Hi,
To move our network performance to modern high bandwith and high
latency characteristics, we have to increase the socket buffer size
limit. That also implies more mbuf clusters to avoid running out
of them.
This diff includes several aspects that somehow belong together.
- Increase the number of mbufs on most architectures. I have to
guess how much memory a typical machine has. If the value is too
high, we may run out of kernel memory.
arch/alpha/include/param.h:#define NMBCLUSTERS (16 * 1026)
arch/amd64/include/param.h:#define NMBCLUSTERS (256 * 1024)
arch/arm/include/param.h:#define NMBCLUSTERS (16 * 1024)
arch/hppa/include/param.h:#define NMBCLUSTERS (4 * 1024)
arch/i386/include/param.h:#define NMBCLUSTERS (32 * 1024)
arch/m88k/include/param.h:#define NMBCLUSTERS (4 * 1024)
arch/mips64/include/param.h:#define NMBCLUSTERS (8 * 1024)
arch/powerpc/include/param.h:#define NMBCLUSTERS (4 * 1024)
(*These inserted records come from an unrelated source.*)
//! Token definitions for the Prisma Schema Language.
//!
//! The language is line oriented, so newlines are kept as their own token
//! instead of being folded into whitespace.

use logos::Logos;

/// All token kinds of the schema language.
#[derive(Logos, Debug, Clone, Copy, PartialEq, Eq, PartialOrd, Ord, Hash)]
#[repr(u16)]
#[derive(Default)]
pub enum TokenKind {
    // =========================================================================
    // TRIVIA
    // =========================================================================
    /// Spaces, tabs and stray carriage returns
    #[regex(r"[ \t\r]+")]
    Whitespace,

    /// Line break, `\n` or `\r\n`
    #[regex(r"\r?\n")]
    Newline,

    /// Documentation comment: /// ...
    #[regex(r"///[^\r\n]*", allow_greedy = true)]
    DocComment,

    /// Line comment: // ...
    #[regex(r"//[^\r\n]*", allow_greedy = true)]
    LineComment,

    // =========================================================================
    // PUNCTUATION
    // =========================================================================
    /// `{`
    #[token("{")]
    LBrace,

    /// `}`
    #[token("}")]
    RBrace,

    /// `(`
    #[token("(")]
    LParen,

    /// `)`
    #[token(")")]
    RParen,

    /// `[`
    #[token("[")]
    LBracket,

    /// `]`
    #[token("]")]
    RBracket,

    /// `,`
    #[token(",")]
    Comma,

    /// `:`
    #[token(":")]
    Colon,

    /// `.`
    #[token(".")]
    Dot,

    /// `=`
    #[token("=")]
    Eq,

    /// `?`
    #[token("?")]
    Question,

    /// `@`, opens a field attribute
    #[token("@")]
    At,

    /// `@@`, opens a block attribute
    #[token("@@")]
    AtAt,

    // =========================================================================
    // LITERALS
    // =========================================================================
    /// Double-quoted string: "hello"
    #[regex(r#""([^"\\\r\n]|\\[^\r\n])*""#, priority = 3)]
    String,

    /// String that runs into the end of the line without a closing quote
    #[regex(r#""([^"\\\r\n]|\\[^\r\n])*"#, priority = 2)]
    UnterminatedString,

    /// Integer or decimal number, optionally negative
    #[regex(r"-?[0-9]+(\.[0-9]+)?")]
    Number,

    // =========================================================================
    // IDENTIFIERS
    // =========================================================================
    /// Identifier: starts with letter or underscore, contains letters, digits, underscores
    #[regex(r"[A-Za-z_][A-Za-z0-9_]*")]
    Ident,

    // =========================================================================
    // SPECIAL TOKENS
    // =========================================================================
    /// Lexer error - unrecognized character
    #[default]
    Error,
}

impl TokenKind {
    /// Returns `true` if this token is trivia (whitespace or comment).
    ///
    /// Newlines are significant and therefore not trivia.
    #[inline]
    #[must_use]
    pub fn is_trivia(self) -> bool {
        matches!(
            self,
            Self::Whitespace | Self::LineComment | Self::DocComment
        )
    }

    /// Returns `true` for both terminated and unterminated strings.
    #[inline]
    #[must_use]
    pub fn is_string(self) -> bool {
        matches!(self, Self::String | Self::UnterminatedString)
    }

    /// Returns `true` if this token opens a nesting level.
    #[inline]
    #[must_use]
    pub fn is_opening_delimiter(self) -> bool {
        matches!(self, Self::LParen | Self::LBracket)
    }

    /// Returns `true` if this token closes a nesting level.
    #[inline]
    #[must_use]
    pub fn is_closing_delimiter(self) -> bool {
        matches!(self, Self::RParen | Self::RBracket)
    }
}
arch/sh/include/param.h:#define NMBCLUSTERS (4 * 1024)
arch/sparc64/include/param.h:#define NMBCLUSTERS (16 * 1024)
- Set size of mclsizes array explicitly to keep it in sync with
mclpools.
- Limit all mbuf cluster pools to the same memory size. Having
limits by number will allow the large clusters using too much
memory.
- If sosend() cannot allocate a large cluster, try a small one as
fallback.
- Reduce the factor of the limits derived form NMBCLUSTERS. We
want the additional clusters in the socket buffer and not elsewhere.
- Increase the socket buffer size limit from 256 KB to 2 MB. If the
value is too high, we may run out of mbufs.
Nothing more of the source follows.